27 June 2017

How cancer is protected from apoptosis

Scientists have found out why cancer cells don't kill themselves

RIA News

The secret of the survival of many cancerous tumors is that they use the "fifth column" in their own DNA to suppress the work of the cell self-destruction system, according to an article published in the journal Nature Communications (Hu et al., A pan-cancer genome-wide analysis reveals tumour dependencies by induction of nonsense-mediated decay).

"Thanks to this discovery, we can now use the same algorithm to check whether the mechanism in the DNA of cancer tumors is broken in patients participating in the 100 thousand Genomes project. These observations can help us find new methods of fighting cancer that will save the lives of even more people in the future," says Christopher Yau from University of Birmingham (in the press release Cancer hijacks natural cell process to survive – VM).

A significant part of cancerous tumors in humans and animals occurs due to a breakdown in the p53 gene. It is responsible for protein synthesis, which monitors the integrity of genetic information and includes a self–destruction mechanism – apoptosis - in case of serious breakdowns. Cells with a damaged p53 gene are extremely difficult to suppress due to the lack of a "self-destruction program" in their genome.

Studies in recent years show that many cancer cells do not have fatal mutations in the p53 gene, but at the same time contain many other DNA breakdowns that usually cause it to turn on, Yau notes. It is also difficult to fight with such cells, since the usual methods of fighting cancer, including the destruction of DNA with radiation or chemotherapy, do not force them to "commit suicide".

British biologists have found out why this happens by studying the genomes of several hundred varieties of ovarian cancer.
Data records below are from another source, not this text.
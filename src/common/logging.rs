//! Logging and tracing configuration
//!
//! Diagnostics go to stderr so they never interleave with the report
//! printed on stdout.

use tracing_subscriber::{fmt, layer::SubscriberExt, util::SubscriberInitExt, EnvFilter};

/// Default filter when `RUST_LOG` is unset
fn default_filter(verbose: bool) -> &'static str {
    if verbose {
        "knot_harness=debug,warn"
    } else {
        "knot_harness=warn"
    }
}

/// Initialize tracing for the CLI (stderr logging)
///
/// Logs are controlled by the `RUST_LOG` environment variable.
/// `verbose` raises the default for this crate from WARN to DEBUG.
pub fn init_cli(verbose: bool) {
    let filter = EnvFilter::try_from_default_env()
        .unwrap_or_else(|_| EnvFilter::new(default_filter(verbose)));

    let _ = tracing_subscriber::registry()
        .with(filter)
        .with(
            fmt::layer()
                .with_writer(std::io::stderr)
                .with_target(true)
                .with_thread_ids(false)
                .with_file(false)
                .with_line_number(false)
                .compact(),
        )
        .try_init();
}

#[cfg(test)]
mod tests {
    use super::*;

    #[test]
    fn test_default_filter_parses() {
        for verbose in [false, true] {
            assert!(default_filter(verbose).parse::<EnvFilter>().is_ok());
        }
    }

    #[test]
    fn test_init_twice_is_harmless() {
        init_cli(false);
        init_cli(true);
    }
}
//! CLI command definitions
//!
//! Defines the clap commands for the integration harness.

use clap::Subcommand;
use std::path::PathBuf;

#[derive(Subcommand, Debug)]
pub enum Commands {
    /// Run the integration scenarios against the linker
    Run {
        /// Harness configuration file (TOML)
        #[arg(long)]
        config: Option<PathBuf>,

        /// Linker program to invoke (default: knot)
        #[arg(long)]
        tool: Option<String>,

        /// Argument placed before every linker invocation, e.g. a script path
        /// when --tool is an interpreter. Can be given multiple times
        #[arg(long = "tool-arg", allow_hyphen_values = true)]
        tool_args: Vec<String>,

        /// Per-command timeout in seconds
        #[arg(long)]
        timeout: Option<u64>,

        /// Only run the named scenario(s), e.g. --only "Symlink Mode"
        #[arg(long)]
        only: Vec<String>,

        /// Verbose output
        #[arg(long, short)]
        verbose: bool,
    },

    /// List the registered scenarios in execution order
    List,

    /// Write a fixture described in YAML into a directory, for manual debugging
    Scaffold {
        /// Fixture description (YAML)
        config: PathBuf,

        /// Output directory; must be empty or not exist
        out: PathBuf,
    },
}
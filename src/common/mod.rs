//! Common utilities shared by the CLI and the harness

pub mod config;
pub mod error;
pub mod logging;
pub mod paths;

pub use config::HarnessConfig;
pub use error::{Error, Result};
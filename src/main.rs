//! knot-integration - integration tests for the knot package linker
//!
//! Scaffolds throwaway workspaces, runs `knot link` against them and checks
//! the filesystem side effects and diagnostics.

use clap::Parser;
use knot_harness::cli;
use knot_harness::common::logging;
use knot_harness::commands::Commands;

#[derive(Parser)]
#[command(name = "knot-integration", about = "Integration tests for the knot linker")]
#[command(version, long_about = None)]
struct Cli {
    #[command(subcommand)]
    command: Commands,
}

#[tokio::main]
async fn main() {
    let cli = Cli::parse();

    let verbose = matches!(cli.command, Commands::Run { verbose: true, .. });
    logging::init_cli(verbose);

    match cli::dispatch(cli.command).await {
        Ok(code) => std::process::exit(code),
        Err(e) => {
            eprintln!("Error: {e}");
            std::process::exit(cli::EXIT_FAILURE);
        }
    }
}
Initially, scientists tried to understand which mutations make cancer more aggressive, for this they compared sets of mutations for each tumor and identified those that most strongly influenced the behavior of cancer cells.
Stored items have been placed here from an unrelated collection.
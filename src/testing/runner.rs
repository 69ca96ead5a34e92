//! Suite runner
//!
//! Preflight, then every scenario in order, then cleanup, then the summary.
//! Scenario errors and panics are turned into failed outcomes here so that
//! one broken scenario never stops the run.

use std::any::Any;
use std::panic::AssertUnwindSafe;
use std::time::Instant;

use colored::Colorize;
use futures_util::FutureExt;

use super::cleanup::CleanupTracker;
use super::command::CommandRunner;
use super::report::{Reporter, TestOutcome};
use super::scenarios::{Scenario, ScenarioContext};
use crate::common::{Error, HarnessConfig, Result};

/// Run one scenario and convert whatever happens into a single outcome
pub async fn run_scenario(scenario: &dyn Scenario, ctx: &ScenarioContext<'_>) -> TestOutcome {
    let start = Instant::now();
    let result = AssertUnwindSafe(scenario.run(ctx)).catch_unwind().await;
    let duration = start.elapsed();

    match result {
        Ok(Ok(message)) => TestOutcome::pass(scenario.name(), message, duration),
        Ok(Err(e)) => TestOutcome::fail(scenario.name(), e.to_string(), duration),
        Err(panic) => {
            let err = Error::ScenarioPanicked(panic_message(panic.as_ref()));
            tracing::warn!("{} panicked: {}", scenario.name(), err);
            TestOutcome::fail(scenario.name(), err.to_string(), duration)
        }
    }
}

fn panic_message(payload: &(dyn Any + Send)) -> String {
    if let Some(s) = payload.downcast_ref::<&str>() {
        (*s).to_string()
    } else if let Some(s) = payload.downcast_ref::<String>() {
        s.clone()
    } else {
        "unknown panic payload".to_string()
    }
}

/// Check that the linker can be invoked at all
pub async fn preflight(runner: &CommandRunner, config: &HarnessConfig) -> Result<()> {
    let outcome = runner.preflight().await;
    if outcome.success() {
        tracing::info!("Using {}: {}", runner.program(), outcome.stdout.trim());
        return Ok(());
    }

    let location = match config.resolved_tool() {
        Some(path) => format!("found at {}", path.display()),
        None => "not found on PATH".to_string(),
    };
    let detail = match outcome.combined_output().trim() {
        "" => format!("--version exited with {}, {}", outcome.exit_code, location),
        output => format!("--version exited with {}: {}, {}", outcome.exit_code, output, location),
    };
    Err(Error::tool_unavailable(runner.program(), detail))
}

/// Run `scenarios` against the configured linker
///
/// Returns the reporter holding one outcome per scenario. Fails only when
/// the preflight check does, in which case no scenario runs. All fixtures
/// are removed before this returns, whichever way it returns.
pub async fn run_suite(
    config: &HarnessConfig,
    scenarios: Vec<Box<dyn Scenario>>,
) -> Result<Reporter> {
    let tracker = CleanupTracker::new(config.fixtures.prefix.clone());
    let scope = tracker.scope();
    let runner = CommandRunner::from_config(&config.tool, &config.timeouts);

    println!("{}", "Starting Knot Integration Tests...".blue().bold());
    println!("{}", "=".repeat(50));

    preflight(&runner, config).await?;

    let ctx = ScenarioContext {
        runner: &runner,
        tracker: &tracker,
        dependency_dir: &config.fixtures.dependency_dir,
        scale_packages: config.scale.package_count,
    };

    let mut reporter = Reporter::new();
    for scenario in &scenarios {
        println!("{} {}...", "Running".cyan(), scenario.description());
        let outcome = run_scenario(scenario.as_ref(), &ctx).await;
        if outcome.passed() {
            println!("  {} {}", "✓".green(), outcome.name());
        } else {
            println!("  {} {}", "✗".red(), outcome.name());
        }
        reporter.record(outcome);
    }

    let cleanup = scope.release();
    if !cleanup.failed.is_empty() {
        eprintln!(
            "{} {} fixture director{} could not be removed",
            "Warning:".yellow(),
            cleanup.failed.len(),
            if cleanup.failed.len() == 1 { "y" } else { "ies" }
        );
    }

    reporter.print_results();
    Ok(reporter)
}

#[cfg(test)]
mod tests {
    use super::*;
    use crate::testing::command::CommandOutcome;
    use crate::testing::config::{AppSpec, PackageSpec, ProjectConfig};
    use async_trait::async_trait;
    use std::path::PathBuf;
    use std::sync::{Arc, Mutex};
    use std::time::Duration;

    struct Passing;
    struct Failing;
    struct Panicking;

    /// Scaffolds a fixture, remembers its root, then fails
    struct Scaffolding {
        root: Arc<Mutex<Option<PathBuf>>>,
    }

    #[async_trait]
    impl Scenario for Passing {
        fn name(&self) -> &'static str {
            "Passing"
        }
        fn description(&self) -> &'static str {
            "always passes"
        }
        async fn run(&self, _ctx: &ScenarioContext<'_>) -> Result<String> {
            Ok("fine".to_string())
        }
    }

    #[async_trait]
    impl Scenario for Failing {
        fn name(&self) -> &'static str {
            "Failing"
        }
        fn description(&self) -> &'static str {
            "always fails"
        }
        async fn run(&self, _ctx: &ScenarioContext<'_>) -> Result<String> {
            Err(Error::assertion("expected failure"))
        }
    }

    #[async_trait]
    impl Scenario for Panicking {
        fn name(&self) -> &'static str {
            "Panicking"
        }
        fn description(&self) -> &'static str {
            "always panics"
        }
        async fn run(&self, _ctx: &ScenarioContext<'_>) -> Result<String> {
            panic!("scenario exploded")
        }
    }

    #[async_trait]
    impl Scenario for Scaffolding {
        fn name(&self) -> &'static str {
            "Scaffolding"
        }
        fn description(&self) -> &'static str {
            "scaffolds then fails"
        }
        async fn run(&self, ctx: &ScenarioContext<'_>) -> Result<String> {
            let config = ProjectConfig::new("Scratch")
                .with_app("app", AppSpec::new(["pkg"]))
                .with_package("pkg", PackageSpec::new("Scratch package"));
            let fixture = ctx.scaffold("scratch", &config)?;
            *self.root.lock().unwrap() = Some(fixture.root().to_path_buf());
            let outcome: CommandOutcome = ctx.knot(&fixture, &["link"]).await;
            Err(Error::assertion(format!("linker exited with {}", outcome.exit_code)))
        }
    }

    fn context<'a>(runner: &'a CommandRunner, tracker: &'a CleanupTracker) -> ScenarioContext<'a> {
        ScenarioContext {
            runner,
            tracker,
            dependency_dir: "knot_packages",
            scale_packages: 3,
        }
    }

    fn true_runner() -> CommandRunner {
        CommandRunner::new("true", Vec::new(), Duration::from_secs(5))
    }

    #[tokio::test]
    async fn test_boundary_converts_results() {
        let runner = true_runner();
        let tracker = CleanupTracker::new("knot_test");
        let ctx = context(&runner, &tracker);

        let pass = run_scenario(&Passing, &ctx).await;
        assert!(pass.passed());
        assert_eq!(pass.message(), "fine");

        let fail = run_scenario(&Failing, &ctx).await;
        assert!(!fail.passed());
        assert_eq!(fail.message(), "expected failure");
    }

    #[tokio::test]
    async fn test_boundary_catches_panics() {
        let runner = true_runner();
        let tracker = CleanupTracker::new("knot_test");
        let ctx = context(&runner, &tracker);

        let outcome = run_scenario(&Panicking, &ctx).await;
        assert!(!outcome.passed());
        assert_eq!(outcome.name(), "Panicking");
        assert!(outcome.message().contains("scenario exploded"));
    }

    #[test]
    fn test_panic_message_payloads() {
        let s: Box<dyn Any + Send> = Box::new("static");
        assert_eq!(panic_message(s.as_ref()), "static");
        let owned: Box<dyn Any + Send> = Box::new(String::from("owned"));
        assert_eq!(panic_message(owned.as_ref()), "owned");
        let other: Box<dyn Any + Send> = Box::new(42u8);
        assert_eq!(panic_message(other.as_ref()), "unknown panic payload");
    }

    #[cfg(unix)]
    #[tokio::test]
    async fn test_suite_records_one_outcome_per_scenario_and_cleans_up() {
        let mut config = HarnessConfig::default();
        config.tool.program = "true".to_string();

        let root = Arc::new(Mutex::new(None));
        let scenarios: Vec<Box<dyn Scenario>> = vec![
            Box::new(Passing),
            Box::new(Panicking),
            Box::new(Scaffolding { root: Arc::clone(&root) }),
            Box::new(Failing),
        ];

        let reporter = run_suite(&config, scenarios).await.unwrap();

        let fixture_root = root.lock().unwrap().clone().expect("fixture was scaffolded");
        assert!(!fixture_root.exists(), "{} survived the run", fixture_root.display());

        let names: Vec<_> = reporter.outcomes().iter().map(|o| o.name()).collect();
        assert_eq!(names, vec!["Passing", "Panicking", "Scaffolding", "Failing"]);
        let summary = reporter.summary();
        assert_eq!((summary.total, summary.passed, summary.failed), (4, 1, 3));
    }

    #[tokio::test]
    async fn test_preflight_failure_runs_nothing() {
        let mut config = HarnessConfig::default();
        config.tool.program = "definitely-not-a-real-knot-binary".to_string();

        let err = run_suite(&config, vec![Box::new(Passing)]).await.unwrap_err();
        assert!(err.is_fatal());
        assert!(err.to_string().contains("not found on PATH"));
    }
}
It turned out that about a fifth of the tumors – a very large number by the standards of cancer – mysteriously did not have mutations in the genes associated with the work of a special system that prevents the assembly of protein molecules when reading damaged genes.
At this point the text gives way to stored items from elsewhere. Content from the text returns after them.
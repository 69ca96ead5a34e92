//! Linker verification scenarios
//!
//! Each scenario scaffolds its own fixture, invokes the linker against it and
//! checks concrete filesystem or output postconditions. `Ok(message)` is a
//! pass; any error is a failure whose text is shown in the report.

use std::collections::BTreeSet;
use std::path::Path;
use std::time::Instant;

use async_trait::async_trait;
use serde_json::json;

use super::cleanup::CleanupTracker;
use super::command::{CommandOutcome, CommandRunner};
use super::config::{AppSpec, PackageSpec, ProjectConfig};
use super::fixture::{self, Fixture, TSCONFIG};
use crate::common::{Error, Result};

/// Everything a scenario may use
pub struct ScenarioContext<'a> {
    pub runner: &'a CommandRunner,
    pub tracker: &'a CleanupTracker,
    /// Directory the linker creates inside each app
    pub dependency_dir: &'a str,
    /// Package count for the scale scenario
    pub scale_packages: usize,
}

impl ScenarioContext<'_> {
    /// Scaffold a tracked fixture
    pub fn scaffold(&self, label: &str, config: &ProjectConfig) -> Result<Fixture> {
        fixture::materialize(config, self.tracker, label)
    }

    /// Run the linker in the fixture root
    pub async fn knot(&self, fixture: &Fixture, args: &[&str]) -> CommandOutcome {
        self.runner.run(args, Some(fixture.root())).await
    }

    pub fn deps(&self, fixture: &Fixture, app: &str) -> std::path::PathBuf {
        fixture.dependency_dir(app, self.dependency_dir)
    }
}

/// A self-verifying linker scenario
#[async_trait]
pub trait Scenario: Send + Sync {
    /// Short name used in the report
    fn name(&self) -> &'static str;

    /// One-line description printed while running
    fn description(&self) -> &'static str;

    async fn run(&self, ctx: &ScenarioContext<'_>) -> Result<String>;
}

/// All scenarios, in execution order
pub fn registry() -> Vec<Box<dyn Scenario>> {
    vec![
        Box::new(BasicLinking),
        Box::new(SymlinkMode),
        Box::new(MultiAppLinking),
        Box::new(MissingPackage),
        Box::new(TypeScriptAliases),
        Box::new(LargeProject),
        Box::new(Relink),
    ]
}

/// Keep scenarios whose name matches one of `names`, case-insensitively
///
/// Registered order is preserved. An empty filter keeps everything.
pub fn select(scenarios: Vec<Box<dyn Scenario>>, names: &[String]) -> Vec<Box<dyn Scenario>> {
    if names.is_empty() {
        return scenarios;
    }
    scenarios
        .into_iter()
        .filter(|s| names.iter().any(|n| n.eq_ignore_ascii_case(s.name())))
        .collect()
}

fn require_success(outcome: &CommandOutcome) -> Result<()> {
    if outcome.success() {
        Ok(())
    } else {
        Err(Error::command_failed(outcome.exit_code, &outcome.stderr))
    }
}

/// Names of the entries in a dependency directory
fn linked_entries(dir: &Path) -> Result<BTreeSet<String>> {
    if !dir.is_dir() {
        return Err(Error::assertion(format!(
            "Dependency directory {} was not created",
            dir.display()
        )));
    }
    let mut names = BTreeSet::new();
    for entry in std::fs::read_dir(dir)? {
        names.insert(entry?.file_name().to_string_lossy().into_owned());
    }
    Ok(names)
}

fn expect_exact(dir: &Path, app: &str, declared: &[&str]) -> Result<()> {
    let found = linked_entries(dir)?;
    let expected: BTreeSet<String> = declared.iter().map(|s| s.to_string()).collect();
    if found != expected {
        return Err(Error::assertion(format!(
            "App '{}' expected packages {:?}, found {:?}",
            app, expected, found
        )));
    }
    Ok(())
}

/// Two packages copied into one app
pub struct BasicLinking;

#[async_trait]
impl Scenario for BasicLinking {
    fn name(&self) -> &'static str {
        "Basic Linking"
    }

    fn description(&self) -> &'static str {
        "Basic local package linking"
    }

    async fn run(&self, ctx: &ScenarioContext<'_>) -> Result<String> {
        let config = ProjectConfig::new("Basic Linking Test")
            .with_app("test-app", AppSpec::new(["utils", "helpers"]))
            .with_package("utils", PackageSpec::new("Utility functions"))
            .with_package("helpers", PackageSpec::new("Helper functions"));
        let fixture = ctx.scaffold("basic_linking", &config)?;

        let outcome = ctx.knot(&fixture, &["link"]).await;
        require_success(&outcome)?;

        let deps = ctx.deps(&fixture, "test-app");
        let missing: Vec<_> = ["utils", "helpers"]
            .into_iter()
            .filter(|p| !deps.join(p).exists())
            .collect();
        if !missing.is_empty() {
            return Err(Error::assertion(format!(
                "Packages not found in {}: {}",
                ctx.dependency_dir,
                missing.join(", ")
            )));
        }
        Ok("Both packages linked successfully".to_string())
    }
}

/// `link --symlink` produces links instead of copies
pub struct SymlinkMode;

#[async_trait]
impl Scenario for SymlinkMode {
    fn name(&self) -> &'static str {
        "Symlink Mode"
    }

    fn description(&self) -> &'static str {
        "Symlink mode linking"
    }

    async fn run(&self, ctx: &ScenarioContext<'_>) -> Result<String> {
        let config = ProjectConfig::new("Symlink Test")
            .with_app("test-app", AppSpec::new(["utils"]))
            .with_package("utils", PackageSpec::new("Utility functions"));
        let fixture = ctx.scaffold("symlink_test", &config)?;

        let outcome = ctx.knot(&fixture, &["link", "--symlink"]).await;
        require_success(&outcome)?;

        let entry = ctx.deps(&fixture, "test-app").join("utils");
        match std::fs::symlink_metadata(&entry) {
            Ok(meta) if meta.file_type().is_symlink() => {
                Ok("Symlink created successfully".to_string())
            }
            Ok(_) => Err(Error::assertion("Symlink not created: entry is a copy")),
            Err(_) => Err(Error::assertion("Symlink not created: entry missing")),
        }
    }
}

/// Overlapping package sets across two apps
pub struct MultiAppLinking;

#[async_trait]
impl Scenario for MultiAppLinking {
    fn name(&self) -> &'static str {
        "Multi-App Linking"
    }

    fn description(&self) -> &'static str {
        "Multiple apps with different dependencies"
    }

    async fn run(&self, ctx: &ScenarioContext<'_>) -> Result<String> {
        let apps: [(&str, [&str; 2]); 2] = [
            ("frontend", ["ui-components", "utils"]),
            ("backend", ["database", "utils"]),
        ];
        let config = ProjectConfig::new("Multi-App Test")
            .with_app(apps[0].0, AppSpec::new(apps[0].1))
            .with_app(apps[1].0, AppSpec::new(apps[1].1))
            .with_package("ui-components", PackageSpec::new("UI components"))
            .with_package("utils", PackageSpec::new("Shared utilities"))
            .with_package("database", PackageSpec::new("Database helpers"));
        let fixture = ctx.scaffold("multi_app", &config)?;

        let outcome = ctx.knot(&fixture, &["link"]).await;
        require_success(&outcome)?;

        for (app, packages) in &apps {
            expect_exact(&ctx.deps(&fixture, app), app, packages)?;
        }
        Ok("All apps have correct dependencies".to_string())
    }
}

/// A declared package with no definition must be reported
pub struct MissingPackage;

const NOT_FOUND_PHRASES: [&str; 2] = ["does not exist", "not found"];

#[async_trait]
impl Scenario for MissingPackage {
    fn name(&self) -> &'static str {
        "Missing Package Error"
    }

    fn description(&self) -> &'static str {
        "Missing package error handling"
    }

    async fn run(&self, ctx: &ScenarioContext<'_>) -> Result<String> {
        let config = ProjectConfig::new("Missing Package Test")
            .with_app("test-app", AppSpec::new(["utils", "nonexistent"]))
            .with_package("utils", PackageSpec::new("Utility functions"));
        let fixture = ctx.scaffold("missing_package", &config)?;

        let outcome = ctx.knot(&fixture, &["link"]).await;
        if outcome.success() {
            return Err(Error::assertion("Command should have failed but didn't"));
        }

        let output = outcome.combined_output();
        let lowered = output.to_lowercase();
        let reports_missing = NOT_FOUND_PHRASES.iter().any(|p| lowered.contains(p));
        if lowered.contains("nonexistent") && reports_missing {
            Ok("Proper error message for missing package".to_string())
        } else {
            Err(Error::assertion(format!(
                "Unclear error message: {}",
                output.trim()
            )))
        }
    }
}

/// tsAlias rewrites the app's tsconfig paths
pub struct TypeScriptAliases;

#[async_trait]
impl Scenario for TypeScriptAliases {
    fn name(&self) -> &'static str {
        "TypeScript Aliases"
    }

    fn description(&self) -> &'static str {
        "TypeScript alias configuration"
    }

    async fn run(&self, ctx: &ScenarioContext<'_>) -> Result<String> {
        let tsconfig = json!({
            "compilerOptions": {
                "target": "ES2020",
                "module": "commonjs",
                "strict": true
            }
        });
        let config = ProjectConfig::new("TypeScript Aliases Test")
            .with_app("ts-app", AppSpec::new(["utils"]).with_ts_alias(tsconfig))
            .with_package("utils", PackageSpec::new("Utility functions"));
        let fixture = ctx.scaffold("typescript_aliases", &config)?;

        let outcome = ctx.knot(&fixture, &["link"]).await;
        require_success(&outcome)?;

        let path = fixture.app_dir("ts-app").join(TSCONFIG);
        let updated: serde_json::Value = serde_json::from_str(&std::fs::read_to_string(&path)?)?;
        let paths = updated
            .get("compilerOptions")
            .and_then(|c| c.get("paths"))
            .and_then(|p| p.as_object())
            .ok_or_else(|| Error::assertion("tsconfig.json not updated with paths"))?;

        let references_utils = paths
            .iter()
            .any(|(alias, target)| alias.contains("utils") || target.to_string().contains("utils"));
        if !references_utils {
            return Err(Error::assertion(format!(
                "tsconfig.json paths do not reference utils: {}",
                serde_json::Value::Object(paths.clone())
            )));
        }
        Ok("tsconfig.json updated with paths".to_string())
    }
}

/// Many packages into one app
pub struct LargeProject;

#[async_trait]
impl Scenario for LargeProject {
    fn name(&self) -> &'static str {
        "Large Project Performance"
    }

    fn description(&self) -> &'static str {
        "Performance with many packages"
    }

    async fn run(&self, ctx: &ScenarioContext<'_>) -> Result<String> {
        let count = ctx.scale_packages;
        let names: Vec<String> = (0..count).map(|i| format!("package-{}", i)).collect();

        let mut config = ProjectConfig::new("Large Project Test")
            .with_app("large-app", AppSpec::new(names.iter().cloned()));
        for (i, name) in names.iter().enumerate() {
            config = config.with_package(name.clone(), PackageSpec::new(format!("Package {}", i)));
        }
        let fixture = ctx.scaffold("large_project", &config)?;

        let link_start = Instant::now();
        let outcome = ctx.knot(&fixture, &["link"]).await;
        let link_duration = link_start.elapsed();
        require_success(&outcome)?;

        let deps = ctx.deps(&fixture, "large-app");
        let entries = linked_entries(&deps)?;
        let linked = entries.iter().filter(|name| deps.join(name).is_dir()).count();
        if linked != count || entries.len() != count {
            return Err(Error::assertion(format!(
                "Expected {} packages, found {} ({} directories)",
                count,
                entries.len(),
                linked
            )));
        }
        Ok(format!(
            "Linked {} packages in {:.2}s",
            count,
            link_duration.as_secs_f64()
        ))
    }
}

/// A second `link` replaces the previous dependency directory
pub struct Relink;

#[async_trait]
impl Scenario for Relink {
    fn name(&self) -> &'static str {
        "Relink Replaces Dependencies"
    }

    fn description(&self) -> &'static str {
        "Relinking replaces symlinks with copies"
    }

    async fn run(&self, ctx: &ScenarioContext<'_>) -> Result<String> {
        let config = ProjectConfig::new("Relink Test")
            .with_app("test-app", AppSpec::new(["utils", "helpers"]))
            .with_package("utils", PackageSpec::new("Utility functions"))
            .with_package("helpers", PackageSpec::new("Helper functions"));
        let fixture = ctx.scaffold("relink", &config)?;

        require_success(&ctx.knot(&fixture, &["link", "--symlink"]).await)?;
        require_success(&ctx.knot(&fixture, &["link"]).await)?;

        let deps = ctx.deps(&fixture, "test-app");
        expect_exact(&deps, "test-app", &["utils", "helpers"])?;
        for package in ["utils", "helpers"] {
            expect_copied(&deps, package)?;
        }
        Ok("Second link replaced symlinks with copies".to_string())
    }
}

/// `deps/<package>` must be a real directory, not a symlink or a plain file
fn expect_copied(deps: &Path, package: &str) -> Result<()> {
    let meta = std::fs::symlink_metadata(deps.join(package))?;
    if meta.file_type().is_symlink() {
        Err(Error::assertion(format!(
            "'{}' is still a symlink after relinking",
            package
        )))
    } else if !meta.is_dir() {
        Err(Error::assertion(format!(
            "'{}' is not a directory after relinking",
            package
        )))
    } else {
        Ok(())
    }
}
This system, a set of several service proteins and ribosomes, cellular "protein factories", begins work after the nucleus counts the gene and prepares the so-called matrix RNA. It is a short template of the "letters" of the genetic code containing instructions for collecting a protein molecule.

Even before the mRNA leaves the nucleus, it is joined by special proteins-"inspectors" from the UPF family, who check whether it contains meaningless "typos" that lead to an unexpected interruption of protein synthesis. If there are such defects in the mRNA, then the proteins are firmly connected to the RNA molecule, which prevents the ribosomes from reading it, which leads to its subsequent destruction.

According to Yau and his colleagues, the correct operation of the "genetic spelling check" system in cancer cells does not kill them, but on the contrary, helps to survive. This is because UPF proteins block the reading of the p53 gene and prevent it from working even if it contains even relatively harmless mutations.

Having discovered such an unexpected mechanism of ovarian cancer survival, scientists have tried to find its analogues in cell cultures of other types of cancer. After analyzing over seven thousand other tumors, biologists have found hundreds of other examples of how this system helps cancer survive.

Therefore, Yau and his colleagues propose to create a drug that would block the "genetic spelling check" in cancer cells and allow p53 to launch a cellular suicide program. Such substances, according to scientists, could save the lives of many thousands of people whose cancer is now considered "invulnerable" to the action of classical methods of treatment.